• **What needs to be done**
A set of records appears below. Print them all, word for word.

Collected data
<<<<

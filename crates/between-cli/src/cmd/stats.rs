//! `between stats`: structural summary of a graph file.

use std::io::Write;

use between_core::graph::GraphStats;
use clap::Args;
use serde::Serialize;

use crate::cmd::{GraphArg, RunContext, load};
use crate::output::{pretty_kv, pretty_section, render};

#[derive(Args, Debug)]
pub struct StatsArgs {
    #[command(flatten)]
    pub graph: GraphArg,
}

#[derive(Debug, Serialize)]
struct StatsReport {
    #[serde(skip_serializing_if = "Option::is_none")]
    name: Option<String>,
    #[serde(flatten)]
    stats: GraphStats,
}

pub fn run_stats(args: &StatsArgs, ctx: &RunContext) -> anyhow::Result<()> {
    let (file, graph) = load(&args.graph.file)?;
    let report = StatsReport {
        name: file.name,
        stats: GraphStats::of(&graph),
    };

    render(ctx.output, &report, write_text, write_pretty)
}

fn write_text(r: &StatsReport, w: &mut dyn Write) -> std::io::Result<()> {
    let s = &r.stats;
    if let Some(name) = &r.name {
        writeln!(w, "name {name}")?;
    }
    writeln!(w, "vertices {}", s.vertex_count)?;
    writeln!(w, "edges {}", s.edge_count)?;
    writeln!(w, "density {}", s.density)?;
    writeln!(w, "components {}", s.component_count)?;
    writeln!(w, "isolated {}", s.isolated_vertex_count)?;
    writeln!(w, "max_degree {}", s.max_degree)?;
    writeln!(w, "min_degree {}", s.min_degree)?;
    writeln!(w, "fingerprint {}", s.fingerprint)
}

fn write_pretty(r: &StatsReport, w: &mut dyn Write) -> std::io::Result<()> {
    let s = &r.stats;
    pretty_section(w, r.name.as_deref().unwrap_or("Graph"))?;
    pretty_kv(w, "vertices", s.vertex_count.to_string())?;
    pretty_kv(w, "edges", s.edge_count.to_string())?;
    pretty_kv(w, "density", format!("{:.4}", s.density))?;
    pretty_kv(w, "components", s.component_count.to_string())?;
    pretty_kv(w, "isolated", s.isolated_vertex_count.to_string())?;
    pretty_kv(w, "degree", format!("{}..={}", s.min_degree, s.max_degree))?;
    pretty_kv(w, "fingerprint", &s.fingerprint)
}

>>>>

• **Answer box**
filename crates/between-cli/src/cmd/stats.rs
//! `between stats`: structural summary of a graph file.

use std::io::Write;

use between_core::graph::GraphStats;
use clap::Args;
use serde::Serialize;

use crate::cmd::{GraphArg, RunContext, load};
use crate::output::{pretty_kv, pretty_section, render};

#[derive(Args, Debug)]
pub struct StatsArgs {
    #[command(flatten)]
    pub graph: GraphArg,
}

#[derive(Debug, Serialize)]
struct StatsReport {
    #[serde(skip_serializing_if = "Option::is_none")]
    name: Option<String>,
    #[serde(flatten)]
    stats: GraphStats,
}

pub fn run_stats(args: &StatsArgs, ctx: &RunContext) -> anyhow::Result<()> {
    let (file, graph) = load(&args.graph.file)?;
    let report = StatsReport {
        name: file.name,
        stats: GraphStats::of(&graph),
    };

    render(ctx.output, &report, write_text, write_pretty)
}

fn write_text(r: &StatsReport, w: &mut dyn Write) -> std::io::Result<()> {
    let s = &r.stats;
    if let Some(name) = &r.name {
        writeln!(w, "name {name}")?;
    }
    writeln!(w, "vertices {}", s.vertex_count)?;
    writeln!(w, "edges {}", s.edge_count)?;
    writeln!(w, "density {}", s.density)?;
    writeln!(w, "components {}", s.component_count)?;
    writeln!(w, "isolated {}", s.isolated_vertex_count)?;
    writeln!(w, "max_degree {}", s.max_degree)?;
    writeln!(w, "min_degree {}", s.min_degree)?;
    writeln!(w, "fingerprint {}", s.fingerprint)
}

fn write_pretty(r: &StatsReport, w: &mut dyn Write) -> std::io::Result<()> {
    let s = &r.stats;
    pretty_section(w, r.name.as_deref().unwrap_or("Graph"))?;
    pretty_kv(w, "vertices", s.vertex_count.to_string())?;
    pretty_kv(w, "edges", s.edge_count.to_string())?;
    pretty_kv(w, "density", format!("{:.4}", s.density))?;
    pretty_kv(w, "components", s.component_count.to_string())?;
    pretty_kv(w, "isolated", s.isolated_vertex_count.to_string())?;
    pretty_kv(w, "degree", format!("{}..={}", s.min_degree, s.max_degree))?;
    pretty_kv(w, "fingerprint", &s.fingerprint)
}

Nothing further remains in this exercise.